I hope you can help me with these questions, I can't really come up with a solution!
Let $V_k$ be a vector space of dimension $n$ over a field $k$. Let $K=\bar k$ be the algebraic closure of $k$. A map $f:V_k \rightarrow k$ is called polynomial if it can be written as a polynomial expression (with coefficients in $k$) in terms of elements of the dual $V_k^*$. Let $k[V]$ be the set of polynomial maps on $V_k$.
1) How can we see that any polynomial map $f : V_k \rightarrow k$ can be extended to $V_K=K \bigotimes V_k$?
2) If I know that $V_k$ has dimension $n$, what do I know about the dimension of $V_K$?
Thanks!
The dimension of $V_K$ over $k$ is equal to $\dim_k(K)\cdot\dim_k(V_k)$ by general properties of the tensor product, simply viewing $K$ as a $k$-vector space. However, the dimension of $V_K$ as a $K$-vector space is the same as $\dim_k(V_k)$. You can easily check that if $B$ is a basis for $V_k$, then the set $\{ 1\otimes b \mid b\in B\}$ is a basis for $V_K$ over $K$.
There is nothing really scary going on here. I like to think of $k=\mathbb Q$ and $K=\mathbb R$, even though $K$ is not the algebraic closure of $k$ in this example. Now think of $V_k$ as $\mathbb Q^3$. The space $V_K$ will just be $\mathbb R^3$. This construction is sometimes called "extension of scalars" because that's all you really do, you leave the general structure of the vector space intact and allow more scalars.
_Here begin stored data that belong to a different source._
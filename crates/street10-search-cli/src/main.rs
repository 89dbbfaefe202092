//! Street10 search CLI - query the admin global search from a terminal

use clap::{Parser, Subcommand};
use street10_search_core::aggregator::SearchAggregator;
use street10_search_core::config::Config;
use street10_search_core::domain::{GroupedHits, SearchHit};
use street10_search_core::providers::{RestClient, SearchProvider, UsersProvider, VendorsProvider};
use tracing::info;

#[derive(Parser)]
#[command(name = "street10-search")]
#[command(author, version, about = "Street10 admin global search", long_about = None)]
struct Cli {
    #[command(subcommand)]
    command: Commands,

    /// Output format (text or json)
    #[arg(long, global = true, default_value = "text")]
    format: OutputFormat,

    /// Quiet mode (minimal output)
    #[arg(short, long, global = true)]
    quiet: bool,
}

#[derive(Clone, Copy, Default, clap::ValueEnum)]
enum OutputFormat {
    #[default]
    Text,
    Json,
}

#[derive(Subcommand)]
enum Commands {
    /// Run a search across all categories
    Search {
        /// Free-text query
        query: String,
        /// Maximum results (flat) or results per group (grouped)
        #[arg(short, long)]
        limit: Option<usize>,
        /// Group results by category instead of a flat list
        #[arg(short, long)]
        grouped: bool,
        /// Also query the live users/vendors endpoints
        #[arg(long)]
        live: bool,
    },

    /// Configuration management
    Config {
        #[command(subcommand)]
        action: ConfigAction,
    },

    /// Run health check
    Doctor,
}

#[derive(Subcommand)]
enum ConfigAction {
    /// Get a configuration value
    Get { key: String },
    /// Set a configuration value
    Set { key: String, value: String },
    /// List all configuration values
    List,
    /// Reset configuration to defaults
    Reset,
    /// Show the config file path
    Path,
}

#[tokio::main]
async fn main() -> anyhow::Result<()> {
    let _ = dotenvy::dotenv();

    // Initialize tracing
    tracing_subscriber::fmt()
        .with_env_filter(
            tracing_subscriber::EnvFilter::from_default_env()
                .add_directive("street10_search=info".parse()?),
        )
        .init();

    let cli = Cli::parse();

    match cli.command {
        Commands::Search {
            query,
            limit,
            grouped,
            live,
        } => cmd_search(&query, limit, grouped, live, cli.format, cli.quiet).await,

        Commands::Config { action } => cmd_config(action, cli.quiet),

        Commands::Doctor => cmd_doctor(cli.quiet).await,
    }
}

/// Assemble the aggregator: demo fixtures always, live providers on request
fn build_aggregator(config: &Config, live: bool) -> anyhow::Result<SearchAggregator> {
    let mut aggregator = SearchAggregator::new();

    if live {
        let mut builder = RestClient::builder()
            .base_url(&config.api.base_url)
            .timeout_secs(config.api.timeout_secs);
        if let Some(token) = config.api.resolved_admin_token()? {
            builder = builder.admin_token(token);
        }
        let client = builder.build()?;

        aggregator = aggregator
            .with_provider(UsersProvider::new(client.clone()))
            .with_provider(VendorsProvider::new(client));
    }

    Ok(aggregator
        .with_demo_fixtures()
        .with_page_size(config.api.page_size))
}

async fn cmd_search(
    query: &str,
    limit: Option<usize>,
    grouped: bool,
    live: bool,
    format: OutputFormat,
    quiet: bool,
) -> anyhow::Result<()> {
    let config = Config::load()?;
    let aggregator = build_aggregator(&config, live)?;

    if grouped {
        let limit = limit.or(Some(config.search.group_limit));
        let groups = aggregator.search_grouped(query, limit).await?;
        match format {
            OutputFormat::Json => println!("{}", serde_json::to_string_pretty(&groups)?),
            OutputFormat::Text => print_groups(&groups, query, quiet),
        }
    } else {
        let limit = limit.or(Some(config.search.flat_limit));
        let hits = aggregator.search(query, limit).await?;
        match format {
            OutputFormat::Json => println!("{}", serde_json::to_string_pretty(&hits)?),
            OutputFormat::Text => print_hits(&hits, quiet),
        }
    }

    Ok(())
}

fn print_hits(hits: &[SearchHit], quiet: bool) {
    if hits.is_empty() {
        if !quiet {
            println!("No results.");
        }
        return;
    }

    for hit in hits {
        match &hit.subtitle {
            Some(subtitle) => println!("[{}] {} - {}", hit.kind, hit.title, subtitle),
            None => println!("[{}] {}", hit.kind, hit.title),
        }
    }
}

fn print_groups(groups: &[GroupedHits], query: &str, quiet: bool) {
    if groups.is_empty() {
        if !quiet {
            println!("No results.");
        }
        return;
    }

    for group in groups {
        println!("{} ({})", group.label, group.count);
        for hit in &group.hits {
            match &hit.subtitle {
                Some(subtitle) => println!("  {} - {}", hit.title, subtitle),
                None => println!("  {}", hit.title),
            }
        }
        if group.count > group.hits.len() && !quiet {
            println!("  view all: {}", group.view_all_route(query));
        }
        println!();
    }
}

fn cmd_config(action: ConfigAction, quiet: bool) -> anyhow::Result<()> {
    match action {
        ConfigAction::Get { key } => {
            let config = Config::load()?;
            println!("{}", config.get(&key)?);
        }
        ConfigAction::Set { key, value } => {
            let mut config = Config::load()?;
            config.set(&key, &value)?;
            config.save()?;
            if !quiet {
                println!("Set {} = {}", key, config.get(&key)?);
            }
        }
        ConfigAction::List => {
            let config = Config::load()?;
            for (key, value) in config.list()? {
                println!("{} = {}", key, value);
            }
        }
        ConfigAction::Reset => {
            Config::reset()?;
            if !quiet {
                println!("Configuration reset to defaults.");
            }
        }
        ConfigAction::Path => {
            println!("{}", Config::config_path()?.display());
        }
    }
    Ok(())
}

async fn cmd_doctor(quiet: bool) -> anyhow::Result<()> {
    let mut all_ok = true;

    // Config check
    match Config::load() {
        Ok(config) => {
            if !quiet {
                println!("[ok] Config: valid ({})", config.api.base_url);
            }

            // Live API check: one tiny users query
            let mut builder = RestClient::builder()
                .base_url(&config.api.base_url)
                .timeout_secs(config.api.timeout_secs);
            if let Some(token) = config.api.resolved_admin_token()? {
                builder = builder.admin_token(token);
            }
            let users = UsersProvider::new(builder.build()?);

            match users.search("a", 1).await {
                Ok(hits) => {
                    if !quiet {
                        println!("[ok] Users endpoint: reachable ({} hits)", hits.len());
                    }
                }
                Err(e) => {
                    all_ok = false;
                    println!("[!!] Users endpoint: {} ({})", e, e.code());
                }
            }
        }
        Err(e) => {
            all_ok = false;
            println!("[!!] Config: {}", e);
        }
    }

    if !quiet {
        println!();
        if all_ok {
            println!("All checks passed!");
        } else {
            println!("Some checks failed. See above for details.");
        }
    }

    if all_ok {
        info!("doctor: all checks passed");
    }

    Ok(())
}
Given a function $f:V_k\to k$, you get a function \begin{align*} f_K = K\otimes V_k &\longrightarrow K \\ x\otimes v &\longmapsto x\cdot f(v) \end{align*}
This is just the general construction $\operatorname{id}_K\otimes f: K\otimes_k V_k \to K\otimes_k k = K$.
However, you may want to think of this more concretely: Given a polynomial with coefficients in $k$, you can just as well interpret this polynomial as one with coefficients in $K$.